After sleeping on this, I want to take the above back.

I think teaching "git fetch" about the "resume" part makes tons of
sense.

What "git clone" should have been was:

    * Parse command line arguments;

    * Create a new repository and go into it; this step would
      require us to have parsed the command line for --template,
      <directory>, --separate-git-dir, etc.

    * Talk to the remote and do get_remote_heads() aka ls-remote
      output;

    * Decide what fetch refspec to use, which alternate object store
      to borrow from; this step would require us to have parsed the
      command line for --reference, --mirror, --origin, etc;

    --- we'll insert something new here ---

    * Issue "git fetch" with the refspec determined above; this step
      would require us to have parsed the command line for --depth, etc.

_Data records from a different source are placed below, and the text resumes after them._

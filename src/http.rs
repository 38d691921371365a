//! GraphQL-over-HTTP executor.
//!
//! Posts each request as `{ "query", "variables" }` to a single endpoint and
//! hands the response body back unchanged. Any transport failure, non-success
//! status, or GraphQL `errors` entry is reported as an execution failure.

use crate::config::EndpointConfig;
use crate::error::LoadError;
use crate::loader::{Executor, Request, Response};
use reqwest::header::{HeaderMap, HeaderName, HeaderValue, AUTHORIZATION, CONTENT_TYPE};
use reqwest::Client;
use serde::Serialize;
use std::time::Duration;
use tracing::debug;

#[derive(Serialize)]
struct GraphQlBody<'a> {
    query: &'a str,
    variables: &'a serde_json::Value,
}

fn map_http_error(error: reqwest::Error) -> LoadError {
    if let Some(status) = error.status() {
        LoadError::Status {
            status: status.as_u16(),
            body: error.to_string(),
        }
    } else if error.is_timeout() {
        LoadError::Transport(format!("Request timeout: {}", error))
    } else if error.is_connect() {
        LoadError::Transport(format!("Connection error: {}", error))
    } else {
        LoadError::Transport(format!("HTTP error: {}", error))
    }
}

/// Reject responses that report GraphQL errors or carry no data.
pub fn check_graphql_response(body: Response) -> Result<Response, LoadError> {
    if let Some(errors) = body.get("errors").and_then(serde_json::Value::as_array) {
        if !errors.is_empty() {
            let messages = errors
                .iter()
                .map(|e| {
                    e.get("message")
                        .and_then(serde_json::Value::as_str)
                        .map(str::to_string)
                        .unwrap_or_else(|| e.to_string())
                })
                .collect();
            return Err(LoadError::GraphQl(messages));
        }
    }
    match body.get("data") {
        Some(data) if !data.is_null() => Ok(body),
        _ => Err(LoadError::Execution(
            "Response contains neither data nor errors".to_string(),
        )),
    }
}

fn default_headers(config: &EndpointConfig) -> Result<HeaderMap, LoadError> {
    let mut headers = HeaderMap::new();
    headers.insert(CONTENT_TYPE, HeaderValue::from_static("application/json"));
    if let Some(token) = &config.token {
        let value = HeaderValue::from_str(&format!("Bearer {}", token))
            .map_err(|e| LoadError::Config(format!("Invalid endpoint token: {}", e)))?;
        headers.insert(AUTHORIZATION, value);
    }
    for (name, value) in &config.headers {
        let name = HeaderName::from_bytes(name.as_bytes())
            .map_err(|e| LoadError::Config(format!("Invalid header name '{}': {}", name, e)))?;
        let value = HeaderValue::from_str(value)
            .map_err(|e| LoadError::Config(format!("Invalid value for header '{}': {}", name, e)))?;
        headers.insert(name, value);
    }
    Ok(headers)
}

/// Executor backed by a GraphQL HTTP endpoint.
pub struct HttpExecutor {
    client: Client,
    url: String,
}

impl HttpExecutor {
    pub fn new(config: &EndpointConfig) -> Result<Self, LoadError> {
        let url = config
            .url
            .clone()
            .ok_or_else(|| LoadError::Config("Endpoint URL is not configured".to_string()))?;
        let client = Client::builder()
            .default_headers(default_headers(config)?)
            .connect_timeout(Duration::from_secs(config.connect_timeout_secs))
            .timeout(Duration::from_secs(config.request_timeout_secs))
            .build()
            .map_err(|e| LoadError::Transport(format!("Failed to create HTTP client: {}", e)))?;
        Ok(Self { client, url })
    }

    pub fn url(&self) -> &str {
        &self.url
    }
}

impl Executor for HttpExecutor {
    async fn execute(&self, request: &Request) -> Result<Response, LoadError> {
        let body = GraphQlBody {
            query: request.mutation(),
            variables: request.variables(),
        };
        let response = self
            .client
            .post(&self.url)
            .json(&body)
            .send()
            .await
            .map_err(map_http_error)?;

        let status = response.status();
        if !status.is_success() {
            let body = response
                .text()
                .await
                .unwrap_or_else(|_| "Unknown error".to_string());
            return Err(LoadError::Status {
                status: status.as_u16(),
                body,
            });
        }

        let body: Response = response
            .json()
            .await
            .map_err(|e| LoadError::Execution(format!("Failed to parse response: {}", e)))?;
        debug!(operation = %request.operation(), url = %self.url, "Received response");
        check_graphql_response(body)
    }
}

    * Run "git checkout -b" to create an initial checkout; this step
      would require us to have parsed the command line for --branch,
      etc.

Even though the current code conceptually does the above, these
steps are not cleanly separated as such.  I think our update to gain
"resumable clone" feature on the client side need to start by
refactoring the current code, before learning "resumable clone", to
look like the above.

Once we do that, we can insert an extra step before the step that
runs "git fetch" to optionally [*1*] grab the extra piece of
information Kevin's "prime-clone" service produces [*2*], and store
it in the "new repository" somewhere [*3*].

And then, as you suggested, an updated "git fetch" can be taught to
notice the priming information left by the previous step, and use it
to attempt to download the pack until success, and to index that
pack to learn the tips that can be used as ".have" entries in the
request.  From the original server's point of view, this fetch
request would "want" the same set of objects, but would appear as
an incremental update.

Of course, the final step that happens in "git clone", i.e. the
initial checkout, needs to be done somehow, if your user decides to
resume with "git fetch", as "git fetch" _never_ touches the working
tree.  So for that purpose, the primary end-user facing interface
may still have to be "git clone --resume <dir>".  That would
probably skip all four steps in the above sequence, the new
"download priming information" step and go directly to the step that
runs "git fetch".

I do agree that is a much better design, and the crucial design
decision that makes it a better design is your making "git fetch"
aware of this "ah, we have the instruction left in this repository
how to prime its object store" information.

Thanks.


[Footnotes]

*1* It is debatable if it would be an overall win to use the "first
    prime by grabbing a large packfile" clone if we are doing
    shallow or single-branch clone, hence "optionally".  It is
    important to notice that we already have enough information to
    base the decision at this point in the above sequence.

*2* As I said, I do not think it needs to be a separate new service,
    and I suspect it may be a better design to carry it over the
    protocol extension.  At this point in the above sequence, we
    have done an equivalent of ls-remote and if we designed a
    protocol extension to carry the information we should already
    have it.  If we use a separate new service, we can of course
    make a separate connection to ask about "prime-clone"
    information.  The way this piece of information is transmitted
    is of secondary importance.

*3* In addition to the "prime-clone" information, we may need to
    store some information that is only known to "clone" (perhaps
    because it was given from the command line) to help the final
    "checkout -b" step to know what to checkout around here, in case
    the next "fetch" step is interrupted and killed.